Majlis Maiyah Telatah Demak

Hoax dan Sifat Sosial Media

Beberapa bulan lalu, maiyah Semak Taddaburan mengangkat tema “warta sulaya”. Itu membuat saya tergelitik untuk membahasnya lebih. Warta sulaya secara pengetian milenial kids zaman now bisa disebut sebagai hoax. Hoax sendiri adalah fenomena, makhluk yang hidup menjamur pada sosial media. Sosial media mengambil peran sentral dalam hidupnya hoax atawa warta sulaya. Mengapa demikian? Mari kita urutkan persoalannya.

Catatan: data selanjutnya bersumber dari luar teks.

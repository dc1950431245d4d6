// src/segment/phrase.rs

use std::fmt;
use std::num::NonZeroUsize;
use std::slice;

/// The full, ordered list of words driving one run.
#[derive(Debug, Clone, PartialEq, Eq, Default)]
pub struct Phrase {
    words: Vec<String>,
}

impl Phrase {
    /// Split `text` on any run of whitespace.
    pub fn parse(text: &str) -> Self {
        Self {
            words: text.split_whitespace().map(str::to_string).collect(),
        }
    }

    pub fn from_words<I, S>(words: I) -> Self
    where
        I: IntoIterator<Item = S>,
        S: Into<String>,
    {
        Self {
            words: words.into_iter().map(Into::into).collect(),
        }
    }

    pub fn words(&self) -> &[String] {
        &self.words
    }

    pub fn len(&self) -> usize {
        self.words.len()
    }

    pub fn is_empty(&self) -> bool {
        self.words.is_empty()
    }

    /// Slice the phrase into consecutive groups of `size` words.
    ///
    /// Every chunk has exactly `size` words except possibly the last one.
    /// The iterator is `Clone`, so a pass can be restarted from the start.
    pub fn chunks(&self, size: NonZeroUsize) -> Chunks<'_> {
        Chunks {
            inner: self.words.chunks(size.get()),
        }
    }
}

impl fmt::Display for Phrase {
    fn fmt(&self, f: &mut fmt::Formatter<'_>) -> fmt::Result {
        f.write_str(&self.words.join(" "))
    }
}

/// A contiguous run of words borrowed from a [`Phrase`].
#[derive(Debug, Clone, Copy, PartialEq, Eq)]
pub struct Chunk<'a> {
    words: &'a [String],
}

impl<'a> Chunk<'a> {
    pub fn new(words: &'a [String]) -> Self {
        Self { words }
    }

    pub fn words(&self) -> &'a [String] {
        self.words
    }

    pub fn len(&self) -> usize {
        self.words.len()
    }

    pub fn is_empty(&self) -> bool {
        self.words.is_empty()
    }

    /// Words joined back together with single spaces.
    pub fn joined(&self) -> String {
        self.words.join(" ")
    }
}

/// Iterator returned by [`Phrase::chunks`].
#[derive(Debug, Clone)]
pub struct Chunks<'a> {
    inner: slice::Chunks<'a, String>,
}

impl<'a> Iterator for Chunks<'a> {
    type Item = Chunk<'a>;

    fn next(&mut self) -> Option<Self::Item> {
        self.inner.next().map(Chunk::new)
    }

    fn size_hint(&self) -> (usize, Option<usize>) {
        self.inner.size_hint()
    }
}

impl ExactSizeIterator for Chunks<'_> {}

#[cfg(test)]
mod tests {
    use super::*;

    fn size(n: usize) -> NonZeroUsize {
        NonZeroUsize::new(n).unwrap()
    }

    #[test]
    fn parse_collapses_whitespace() {
        let phrase = Phrase::parse("  we remember\tnot \n the word ");
        assert_eq!(phrase.words(), ["we", "remember", "not", "the", "word"]);
        assert_eq!(phrase.to_string(), "we remember not the word");
    }

    #[test]
    fn last_chunk_may_be_shorter() {
        let phrase = Phrase::parse("a b c d e");
        let chunks: Vec<String> = phrase.chunks(size(2)).map(|c| c.joined()).collect();
        assert_eq!(chunks, vec!["a b", "c d", "e"]);
        assert_eq!(phrase.chunks(size(2)).len(), 3);
    }

    #[test]
    fn chunks_are_restartable() {
        let phrase = Phrase::parse("no recordamos el verbo pero el sonido del verbo");
        let chunks = phrase.chunks(size(4));
        let first: Vec<_> = chunks.clone().collect();
        let second: Vec<_> = chunks.collect();
        assert_eq!(first, second);
        assert_eq!(first.len(), 3);
        assert_eq!(first[2].words(), ["verbo"]);
    }

    #[test]
    fn empty_phrase_has_no_chunks() {
        let phrase = Phrase::parse("   ");
        assert!(phrase.is_empty());
        assert_eq!(phrase.chunks(size(3)).count(), 0);
    }
}
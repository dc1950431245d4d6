// src/config/model.rs

use std::num::NonZeroUsize;

use serde::Deserialize;

use crate::segment::Phrase;
use crate::types::{ExitStatusPolicy, QuoteMode, RunnerKind, SeparatorMode};

/// Top-level configuration as read from a TOML file.
///
/// ```toml
/// [phrase]
/// text = "we remember not the word but the sound of the word"
///
/// [command]
/// executable = "./target/release/examples/phrase_morph"
///
/// [run]
/// group_sizes = [1, 2]
///
/// [output]
/// path = "poem-two.txt"
/// separator = "between"
/// ```
///
/// This is the unchecked form; convert it with `ConfigFile::try_from`.
#[derive(Debug, Clone, Deserialize, Default)]
pub struct RawConfigFile {
    #[serde(default)]
    pub phrase: PhraseSection,

    #[serde(default)]
    pub command: CommandSection,

    #[serde(default)]
    pub run: RunSection,

    #[serde(default)]
    pub output: OutputSection,
}

/// `[phrase]` section. Exactly one of `text` / `words` must be set.
#[derive(Debug, Clone, Deserialize, Default)]
pub struct PhraseSection {
    /// Whitespace-separated phrase.
    #[serde(default)]
    pub text: Option<String>,

    /// Pre-split word list.
    #[serde(default)]
    pub words: Option<Vec<String>>,
}

/// `[command]` section.
#[derive(Debug, Clone, Deserialize, Default)]
pub struct CommandSection {
    /// Path of the morph executable. Not checked for existence.
    #[serde(default)]
    pub executable: String,

    /// Fixed arguments appended after the two chunks (e.g. a dataset path).
    #[serde(default)]
    pub extra_args: Vec<String>,

    #[serde(default)]
    pub quote: QuoteMode,
}

/// `[run]` section.
#[derive(Debug, Clone, Deserialize)]
pub struct RunSection {
    /// One pass per entry, in order. `1` is consecutive-word mode.
    #[serde(default = "default_group_sizes")]
    pub group_sizes: Vec<usize>,

    #[serde(default)]
    pub runner: RunnerKind,

    #[serde(default)]
    pub exit_status: ExitStatusPolicy,
}

fn default_group_sizes() -> Vec<usize> {
    vec![1]
}

impl Default for RunSection {
    fn default() -> Self {
        Self {
            group_sizes: default_group_sizes(),
            runner: RunnerKind::default(),
            exit_status: ExitStatusPolicy::default(),
        }
    }
}

/// `[output]` section.
#[derive(Debug, Clone, Deserialize, Default)]
pub struct OutputSection {
    /// Poem file to write.
    #[serde(default)]
    pub path: String,

    /// Strip leading/trailing whitespace from each captured block.
    #[serde(default)]
    pub trim: bool,

    #[serde(default)]
    pub separator: SeparatorMode,

    /// Keep existing file contents instead of truncating.
    #[serde(default)]
    pub append: bool,
}

/// Validated configuration handed to the pipeline.
#[derive(Debug, Clone)]
pub struct ConfigFile {
    pub phrase: Phrase,
    pub group_sizes: Vec<NonZeroUsize>,
    pub command: CommandSection,
    pub runner: RunnerKind,
    pub exit_status: ExitStatusPolicy,
    pub output: OutputSection,
}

Sosial media menjadi jembatan antara dua orang dan/atau lebih. Sifatnya, tidak mengenal emosional pemakainya. Paling-paling, emosional hanya digambarkan dengan emotikon yang kelengkapannya kurang mewakili ketidakterhinggaan emosional pemakai—baik secara ekspresi maupun intonasi. Padahal dalam dunia nyata, terkadang kita mengalami miss comunication, ketidaktepatan menangkap dan memaknai ekspresi serta intonasi lawan bicara. Kita biasa menyebutnya dengan istilah salah paham—bukan paham yang salah ya. Dari sana, kita bisa berpikir—minimal membayangkan, apalagi sosial media. Akan begitu banyak salah paham yang terjadi.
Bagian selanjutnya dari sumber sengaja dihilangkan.